Why I Don't Share About My Childrens' Stories

If you have followed me long either here or on Facebook, you know that I'm not shy about sharing details about our family.  I've shared many details about infertility, adoption, Cystic Fibrosis, Down syndrome and my husband Elias' double lung transplant journey.  Sharing tends to be therapeutic for me.  It makes me feel like I'm educating others and raising awareness, hopefully resulting in more people being more understanding and sensitive to a variety of situations.

You may have noticed however that there is a topic that I don't share about and that is why my children were placed for adoption.

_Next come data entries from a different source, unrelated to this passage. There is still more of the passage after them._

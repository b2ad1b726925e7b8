//! HTTP client for the scraping provider
//!
//! Every call waits on a shared requests-per-second quota and carries the
//! client timeout. Replies are parsed into [`ParsedResponse`] here so the
//! phases only see interpreted outcomes plus the raw body for the ledger.

use std::num::NonZeroU32;
use std::time::Duration;

use anyhow::{Context, Result};
use async_trait::async_trait;
use governor::{
    Quota, RateLimiter,
    clock::DefaultClock,
    state::{InMemoryState, direct::NotKeyed},
};
use reqwest::{
    Client, RequestBuilder, StatusCode,
    header::{HeaderMap, HeaderName, HeaderValue, USER_AGENT},
};
use tracing::{debug, warn};
use url::Url;

use crate::domain::provider_response::{ResponseFormatError, parse_response};
use crate::domain::services::{
    CredentialCheckRequest, ProviderError, ProviderReply, ScrapeRequest, ScrapingProvider,
};
use crate::infrastructure::config::ProviderConfig;

pub struct HttpScrapingProvider {
    client: Client,
    rate_limiter: RateLimiter<NotKeyed, InMemoryState, DefaultClock>,
    base_url: Url,
}

impl HttpScrapingProvider {
    pub fn new(config: &ProviderConfig) -> Result<Self> {
        let mut headers = HeaderMap::new();
        headers.insert(
            USER_AGENT,
            HeaderValue::from_str(&config.user_agent).context("Invalid user agent")?,
        );
        if let Some(key) = &config.api_key {
            let name = HeaderName::from_bytes(config.api_key_header.as_bytes())
                .context("Invalid API key header name")?;
            let mut value = HeaderValue::from_str(key).context("Invalid API key")?;
            value.set_sensitive(true);
            headers.insert(name, value);
        }

        let client = Client::builder()
            .timeout(Duration::from_secs(config.request_timeout_secs))
            .default_headers(headers)
            .build()
            .context("Failed to create HTTP client")?;

        let quota = Quota::per_second(
            NonZeroU32::new(config.requests_per_second)
                .context("Rate limit must be greater than 0")?,
        );

        // Trailing slash so joins append instead of replacing the last segment.
        let mut base = config.base_url.trim_end_matches('/').to_string();
        base.push('/');
        let base_url = Url::parse(&base).with_context(|| format!("Invalid provider URL {base}"))?;

        Ok(Self {
            client,
            rate_limiter: RateLimiter::direct(quota),
            base_url,
        })
    }

    fn endpoint(&self, path: &str) -> Result<Url, ProviderError> {
        self.base_url
            .join(path)
            .map_err(|e| ProviderError::Transport(format!("invalid endpoint {path}: {e}")))
    }

    async fn send(&self, request: RequestBuilder, operation: &str) -> Result<ProviderReply, ProviderError> {
        self.rate_limiter.until_ready().await;

        let response = request.send().await.map_err(|e| map_transport_error(&e))?;
        let status = response.status();
        let body = response.text().await.map_err(|e| map_transport_error(&e))?;

        debug!(operation, http_status = status.as_u16(), bytes = body.len(), "Provider replied");
        reply_from(status, body)
    }
}

fn map_transport_error(error: &reqwest::Error) -> ProviderError {
    if error.is_timeout() {
        ProviderError::Timeout
    } else {
        ProviderError::Transport(error.to_string())
    }
}

/// Turns a status and body into a reply, or the error kind the phases act on.
///
/// Error statuses, 429 included, still parse so an index id in the body is
/// kept and the raw body reaches the ledger.
pub fn reply_from(status: StatusCode, body: String) -> Result<ProviderReply, ProviderError> {
    if status == StatusCode::TOO_MANY_REQUESTS {
        warn!(bytes = body.len(), "Provider rate limit hit");
    }

    let http_status = status.as_u16();
    match parse_response(http_status, &body) {
        Ok(parsed) => Ok(ProviderReply {
            http_status,
            raw_body: body,
            parsed,
        }),
        Err(ResponseFormatError::Unexpected { body }) => {
            Err(ProviderError::UnexpectedFormat { http_status, body })
        }
    }
}

#[async_trait]
impl ScrapingProvider for HttpScrapingProvider {
    async fn verify_credential(&self, request: &CredentialCheckRequest) -> Result<ProviderReply, ProviderError> {
        let url = self.endpoint("credentials/verify")?;
        self.send(self.client.post(url).json(request), "verify_credential").await
    }

    async fn request_scrape(&self, request: &ScrapeRequest) -> Result<ProviderReply, ProviderError> {
        let url = self.endpoint("scrapes")?;
        self.send(self.client.post(url).json(request), "request_scrape").await
    }

    async fn check_status(&self, index_id: i64) -> Result<ProviderReply, ProviderError> {
        let url = self.endpoint(&format!("scrapes/{index_id}/status"))?;
        self.send(self.client.get(url), "check_status").await
    }
}

#[cfg(test)]
mod tests {
    use super::*;
    use crate::domain::provider_response::ParsedResponse;

    fn provider(base_url: &str) -> HttpScrapingProvider {
        HttpScrapingProvider::new(&ProviderConfig {
            base_url: base_url.to_string(),
            api_key: Some("secret".into()),
            ..ProviderConfig::default()
        })
        .unwrap()
    }

    #[test]
    fn endpoints_append_to_base_path() {
        let p = provider("https://provider.example.com/api/v2");
        assert_eq!(
            p.endpoint("scrapes/55/status").unwrap().as_str(),
            "https://provider.example.com/api/v2/scrapes/55/status"
        );
        let p = provider("https://provider.example.com/api/v2/");
        assert_eq!(
            p.endpoint("credentials/verify").unwrap().as_str(),
            "https://provider.example.com/api/v2/credentials/verify"
        );
    }

    #[test]
    fn zero_rate_is_rejected() {
        let config = ProviderConfig {
            requests_per_second: 0,
            ..ProviderConfig::default()
        };
        assert!(HttpScrapingProvider::new(&config).is_err());
    }

    #[test]
    fn too_many_requests_keeps_index_and_body() {
        let reply = reply_from(StatusCode::TOO_MANY_REQUESTS, r#"{"IndexId": 555}"#.to_string()).unwrap();
        assert_eq!(reply.http_status, 429);
        assert_eq!(reply.raw_body, r#"{"IndexId": 555}"#);
        assert_eq!(reply.parsed.index_id(), Some(555));

        let reply = reply_from(StatusCode::TOO_MANY_REQUESTS, String::new()).unwrap();
        assert!(matches!(
            reply.parsed,
            ParsedResponse::Error { http_status: 429, index_id: None, .. }
        ));
    }

    #[test]
    fn server_errors_keep_body_and_index() {
        let reply = reply_from(StatusCode::BAD_GATEWAY, r#"{"IndexId": 8}"#.to_string()).unwrap();
        assert_eq!(reply.http_status, 502);
        assert_eq!(reply.parsed.index_id(), Some(8));
        assert!(matches!(reply.parsed, ParsedResponse::Error { .. }));
    }

    #[test]
    fn html_on_success_is_unexpected_format() {
        let err = reply_from(StatusCode::OK, "<html/>".to_string()).unwrap_err();
        assert_eq!(
            err,
            ProviderError::UnexpectedFormat {
                http_status: 200,
                body: "<html/>".into()
            }
        );
    }
}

I learned early on from an open adoption Facebook group that I am part of that, as adoptive parents, our childrens' adoption stories are not ours to share.  It's easy to forget when they are babies that our children will one day grow into older children, teenagers and adults that may not want their story shared with all that know them as well as those who don't, but were friends with their mom on Facebook.

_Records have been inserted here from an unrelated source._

//! Job state machine
//!
//! Pure transition table plus the eligibility guards each phase selects on.
//! The SQLite queries mirror these predicates; the in-memory versions are
//! re-checked by the phase executor before any outbound call.

use std::fmt;
use std::str::FromStr;

use chrono::{DateTime, Duration, NaiveDate, Utc};
use serde::{Deserialize, Serialize};
use thiserror::Error;

use crate::domain::entities::Job;

/// Lifecycle status of a retrieval job
#[derive(Debug, Clone, Copy, PartialEq, Eq, Hash, Serialize, Deserialize)]
pub enum JobStatus {
    Pending,
    CredentialCheckInProgress,
    CredentialVerified,
    /// Not terminal: scraping may still be attempted once the run date arrives
    CredentialFailed,
    ScrapeInProgress,
    ScrapeRequested,
    StatusCheckInProgress,
    Completed,
    NeedsReview,
    Failed,
    Cancelled,
}

impl JobStatus {
    pub const ALL: [Self; 11] = [
        Self::Pending,
        Self::CredentialCheckInProgress,
        Self::CredentialVerified,
        Self::CredentialFailed,
        Self::ScrapeInProgress,
        Self::ScrapeRequested,
        Self::StatusCheckInProgress,
        Self::Completed,
        Self::NeedsReview,
        Self::Failed,
        Self::Cancelled,
    ];

    pub const fn as_str(self) -> &'static str {
        match self {
            Self::Pending => "Pending",
            Self::CredentialCheckInProgress => "CredentialCheckInProgress",
            Self::CredentialVerified => "CredentialVerified",
            Self::CredentialFailed => "CredentialFailed",
            Self::ScrapeInProgress => "ScrapeInProgress",
            Self::ScrapeRequested => "ScrapeRequested",
            Self::StatusCheckInProgress => "StatusCheckInProgress",
            Self::Completed => "Completed",
            Self::NeedsReview => "NeedsReview",
            Self::Failed => "Failed",
            Self::Cancelled => "Cancelled",
        }
    }

    pub const fn is_terminal(self) -> bool {
        matches!(
            self,
            Self::Completed | Self::NeedsReview | Self::Failed | Self::Cancelled
        )
    }

    pub const fn is_in_progress(self) -> bool {
        matches!(
            self,
            Self::CredentialCheckInProgress | Self::ScrapeInProgress | Self::StatusCheckInProgress
        )
    }

    /// States an in-progress state may be rolled back to.
    pub const fn rollback_targets(self) -> &'static [Self] {
        match self {
            Self::CredentialCheckInProgress => &[Self::Pending, Self::CredentialFailed],
            Self::ScrapeInProgress => {
                &[Self::Pending, Self::CredentialVerified, Self::CredentialFailed]
            }
            Self::StatusCheckInProgress => &[Self::ScrapeRequested],
            _ => &[],
        }
    }

    /// Rollback target when the pre-call status is itself an in-progress
    /// state (a job recovered after a crash).
    pub const fn default_rollback(self) -> Option<Self> {
        match self {
            Self::CredentialCheckInProgress | Self::ScrapeInProgress => Some(Self::Pending),
            Self::StatusCheckInProgress => Some(Self::ScrapeRequested),
            _ => None,
        }
    }

    /// Applies `event`, returning the next status or the rejected pair.
    pub fn apply(self, event: JobEvent) -> Result<Self, TransitionError> {
        use JobStatus::{
            Cancelled, Completed, CredentialCheckInProgress, CredentialFailed, CredentialVerified,
            Failed, NeedsReview, Pending, ScrapeInProgress, ScrapeRequested,
            StatusCheckInProgress,
        };

        let next = match (self, event) {
            (
                Pending | CredentialFailed | CredentialCheckInProgress,
                JobEvent::BeginCredentialCheck,
            ) => Some(CredentialCheckInProgress),
            (CredentialCheckInProgress, JobEvent::CredentialAccepted) => Some(CredentialVerified),
            (CredentialCheckInProgress, JobEvent::CredentialRejected) => Some(CredentialFailed),
            (
                Pending | CredentialVerified | CredentialFailed | ScrapeInProgress,
                JobEvent::BeginScrape,
            ) => Some(ScrapeInProgress),
            (ScrapeInProgress, JobEvent::ScrapeAccepted) => Some(ScrapeRequested),
            (ScrapeRequested | StatusCheckInProgress, JobEvent::BeginStatusCheck) => {
                Some(StatusCheckInProgress)
            }
            (StatusCheckInProgress, JobEvent::StatusPending) => Some(ScrapeRequested),
            (ScrapeInProgress | StatusCheckInProgress, JobEvent::Finalize(outcome)) => {
                Some(match outcome {
                    FinalOutcome::Completed => Completed,
                    FinalOutcome::NeedsReview => NeedsReview,
                    FinalOutcome::Failed => Failed,
                })
            }
            (from, JobEvent::RollBack(to)) if from.rollback_targets().contains(&to) => Some(to),
            (from, JobEvent::ForceCancel) if !from.is_terminal() => Some(Cancelled),
            _ => None,
        };

        next.ok_or(TransitionError { from: self, event })
    }
}

impl fmt::Display for JobStatus {
    fn fmt(&self, f: &mut fmt::Formatter<'_>) -> fmt::Result {
        f.write_str(self.as_str())
    }
}

impl FromStr for JobStatus {
    type Err = String;

    fn from_str(s: &str) -> Result<Self, Self::Err> {
        Self::ALL
            .into_iter()
            .find(|status| status.as_str() == s)
            .ok_or_else(|| format!("Invalid JobStatus: {s}"))
    }
}

/// Terminal outcome of a scrape or status check
#[derive(Debug, Clone, Copy, PartialEq, Eq, Hash, Serialize, Deserialize)]
pub enum FinalOutcome {
    Completed,
    NeedsReview,
    Failed,
}

impl FinalOutcome {
    pub const fn status(self) -> JobStatus {
        match self {
            Self::Completed => JobStatus::Completed,
            Self::NeedsReview => JobStatus::NeedsReview,
            Self::Failed => JobStatus::Failed,
        }
    }
}

#[derive(Debug, Clone, Copy, PartialEq, Eq, Serialize, Deserialize)]
pub enum JobEvent {
    BeginCredentialCheck,
    CredentialAccepted,
    CredentialRejected,
    BeginScrape,
    ScrapeAccepted,
    BeginStatusCheck,
    StatusPending,
    Finalize(FinalOutcome),
    RollBack(JobStatus),
    ForceCancel,
}

#[derive(Debug, Clone, Copy, PartialEq, Eq, Error)]
#[error("illegal job transition: {event:?} from {from}")]
pub struct TransitionError {
    pub from: JobStatus,
    pub event: JobEvent,
}

/// Retry budget and durable backoff schedule
#[derive(Debug, Clone, Copy, PartialEq, Eq)]
pub struct RetryPolicy {
    pub max_retries: u32,
    pub base_delay_secs: u64,
    pub max_delay_secs: u64,
}

impl Default for RetryPolicy {
    fn default() -> Self {
        Self {
            max_retries: 5,
            base_delay_secs: 300,
            max_delay_secs: 6 * 60 * 60,
        }
    }
}

impl RetryPolicy {
    pub const fn has_budget(&self, retry_count: u32) -> bool {
        retry_count < self.max_retries
    }

    /// Exponential delay for the given attempt (1-based) before jitter.
    pub fn base_backoff_secs(&self, attempt: u32) -> u64 {
        let shift = attempt.saturating_sub(1).min(20);
        self.base_delay_secs
            .saturating_mul(1_u64 << shift)
            .min(self.max_delay_secs)
    }

    /// Backoff with up to 10% random jitter, never above the cap.
    pub fn backoff(&self, attempt: u32) -> Duration {
        let base = self.base_backoff_secs(attempt);
        let jitter = fastrand::u64(0..=base / 10);
        let secs = base.saturating_add(jitter).min(self.max_delay_secs);
        Duration::seconds(i64::try_from(secs).unwrap_or(i64::MAX))
    }

    pub fn next_attempt_at(&self, now: DateTime<Utc>, attempt: u32) -> DateTime<Utc> {
        now + self.backoff(attempt)
    }
}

I get asked somewhat frequently why my twins' birthmother "gave them up" (sidenote: we used the word "placed" instead of "gave up" because she made a plan for adoption, chose us to be the adoptive parents and then lovingly and physically placed those babies into our arms and family).  Some adoptive parents strongly feel that this is none of anyone else's business and will say so.  I do however understand why one would wonder why a person would place their child(ren) for adoption.

If you aren't part of the adoption world, you wouldn't be familiar with all of the various reasons that women and couples choose adoption for their child and for many it's really hard to fathom being in a position where one has to make that decision.  I am usually met with assumptions that she couldn't handle two babies, or that being raised in our family was somehow significantly better than what their life would have been like with her. I'm sure some wonder if it was because of Asher having Down syndrome. We've even been told that they are so lucky to have us, when in fact, they would have had a wonderful life full of love and care had they never been placed for adoption, their life would have just been different just as my life is different than yours.

I usually respond to questions about their placement by saying that their birth mom wanted to "give them more".  Those are her words, not mine, but they fit nicely.  It often feels vague and leads to assumptions, but I struggle with telling people it's just not any of your business so I usually follow up with trying to explain that it isn't my story to tell. It's her story and it's their story, but it's not mine and they can decide if and when they share that story as they get older. Heck, they don't even know all of the details of their own story yet to have a say in it.

So, for now, I don't share. It may feel vague and ambiguous. I promise it's not to make you ask more questions or wonder more, it's just to give them the opportunity to share their own story when/if they are ready.